--- SOURCE RECORDS Enclosed Below ---

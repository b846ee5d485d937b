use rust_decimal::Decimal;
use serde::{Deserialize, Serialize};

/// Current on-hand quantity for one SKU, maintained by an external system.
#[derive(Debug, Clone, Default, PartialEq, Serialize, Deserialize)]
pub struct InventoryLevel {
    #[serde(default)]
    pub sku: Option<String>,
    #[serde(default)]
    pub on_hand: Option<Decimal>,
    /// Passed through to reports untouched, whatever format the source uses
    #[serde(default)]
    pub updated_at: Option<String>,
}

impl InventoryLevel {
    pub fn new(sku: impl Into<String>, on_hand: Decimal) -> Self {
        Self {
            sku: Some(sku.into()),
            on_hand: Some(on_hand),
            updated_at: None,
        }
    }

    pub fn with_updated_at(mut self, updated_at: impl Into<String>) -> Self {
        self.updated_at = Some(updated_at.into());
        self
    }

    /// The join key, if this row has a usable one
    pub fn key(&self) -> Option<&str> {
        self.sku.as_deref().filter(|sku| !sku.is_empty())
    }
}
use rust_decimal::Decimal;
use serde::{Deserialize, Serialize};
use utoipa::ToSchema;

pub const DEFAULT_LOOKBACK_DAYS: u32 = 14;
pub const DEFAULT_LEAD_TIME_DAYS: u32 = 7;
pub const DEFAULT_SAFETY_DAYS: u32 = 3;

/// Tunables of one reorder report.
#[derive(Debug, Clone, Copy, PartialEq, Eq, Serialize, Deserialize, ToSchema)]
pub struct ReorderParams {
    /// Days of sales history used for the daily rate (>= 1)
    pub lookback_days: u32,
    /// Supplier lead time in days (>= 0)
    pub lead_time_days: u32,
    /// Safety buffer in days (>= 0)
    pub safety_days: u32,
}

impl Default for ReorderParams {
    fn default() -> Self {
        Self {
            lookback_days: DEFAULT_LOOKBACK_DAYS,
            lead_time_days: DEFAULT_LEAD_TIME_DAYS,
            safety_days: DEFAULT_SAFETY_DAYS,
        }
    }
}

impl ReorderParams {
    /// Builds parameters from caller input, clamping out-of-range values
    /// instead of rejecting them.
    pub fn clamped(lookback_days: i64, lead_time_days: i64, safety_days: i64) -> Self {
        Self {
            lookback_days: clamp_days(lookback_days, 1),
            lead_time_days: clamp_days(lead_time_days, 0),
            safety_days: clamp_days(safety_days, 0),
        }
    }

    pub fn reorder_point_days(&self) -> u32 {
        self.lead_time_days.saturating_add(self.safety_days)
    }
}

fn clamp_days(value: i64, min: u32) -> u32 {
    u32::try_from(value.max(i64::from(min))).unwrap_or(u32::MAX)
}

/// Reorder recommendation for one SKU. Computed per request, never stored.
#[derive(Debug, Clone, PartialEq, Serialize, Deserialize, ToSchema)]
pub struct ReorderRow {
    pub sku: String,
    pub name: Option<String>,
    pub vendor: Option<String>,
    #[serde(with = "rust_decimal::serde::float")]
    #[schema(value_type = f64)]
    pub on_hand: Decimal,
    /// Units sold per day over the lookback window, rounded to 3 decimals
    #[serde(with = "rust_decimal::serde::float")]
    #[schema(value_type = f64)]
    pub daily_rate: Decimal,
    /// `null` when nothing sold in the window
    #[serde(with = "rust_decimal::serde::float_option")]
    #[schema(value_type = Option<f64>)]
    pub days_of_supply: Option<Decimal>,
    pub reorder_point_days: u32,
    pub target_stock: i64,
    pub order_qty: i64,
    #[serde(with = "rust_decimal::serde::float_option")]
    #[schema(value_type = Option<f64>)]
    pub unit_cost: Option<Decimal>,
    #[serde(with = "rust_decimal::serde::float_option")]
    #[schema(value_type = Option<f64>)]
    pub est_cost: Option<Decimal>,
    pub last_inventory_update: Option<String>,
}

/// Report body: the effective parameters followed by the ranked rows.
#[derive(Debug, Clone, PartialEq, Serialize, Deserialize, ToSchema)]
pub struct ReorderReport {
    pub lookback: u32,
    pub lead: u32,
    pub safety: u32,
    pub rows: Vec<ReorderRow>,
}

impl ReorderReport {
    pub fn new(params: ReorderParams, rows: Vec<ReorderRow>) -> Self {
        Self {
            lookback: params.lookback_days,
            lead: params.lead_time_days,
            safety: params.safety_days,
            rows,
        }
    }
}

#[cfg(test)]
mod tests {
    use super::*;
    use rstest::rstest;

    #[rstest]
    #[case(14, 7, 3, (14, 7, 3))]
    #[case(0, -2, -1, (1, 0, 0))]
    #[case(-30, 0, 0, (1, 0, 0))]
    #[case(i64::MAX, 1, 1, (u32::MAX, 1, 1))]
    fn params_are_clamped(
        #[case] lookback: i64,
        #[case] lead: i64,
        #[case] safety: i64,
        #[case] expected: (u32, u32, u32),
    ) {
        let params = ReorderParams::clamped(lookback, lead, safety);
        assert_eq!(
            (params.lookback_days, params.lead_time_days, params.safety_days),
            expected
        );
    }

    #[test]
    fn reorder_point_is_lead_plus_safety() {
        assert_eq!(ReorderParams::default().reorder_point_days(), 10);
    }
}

--- End of Enclosed SOURCE RECORDS ---

### TASK PROMPT
Gather each line of the listing containing the word "String" and show it.

### WRITTEN SOLUTION
    pub sku: Option<String>,
    pub updated_at: Option<String>,
    pub fn new(sku: impl Into<String>, on_hand: Decimal) -> Self {
    pub fn with_updated_at(mut self, updated_at: impl Into<String>) -> Self {
    pub sku: String,
    pub name: Option<String>,
    pub vendor: Option<String>,
    pub last_inventory_update: Option<String>,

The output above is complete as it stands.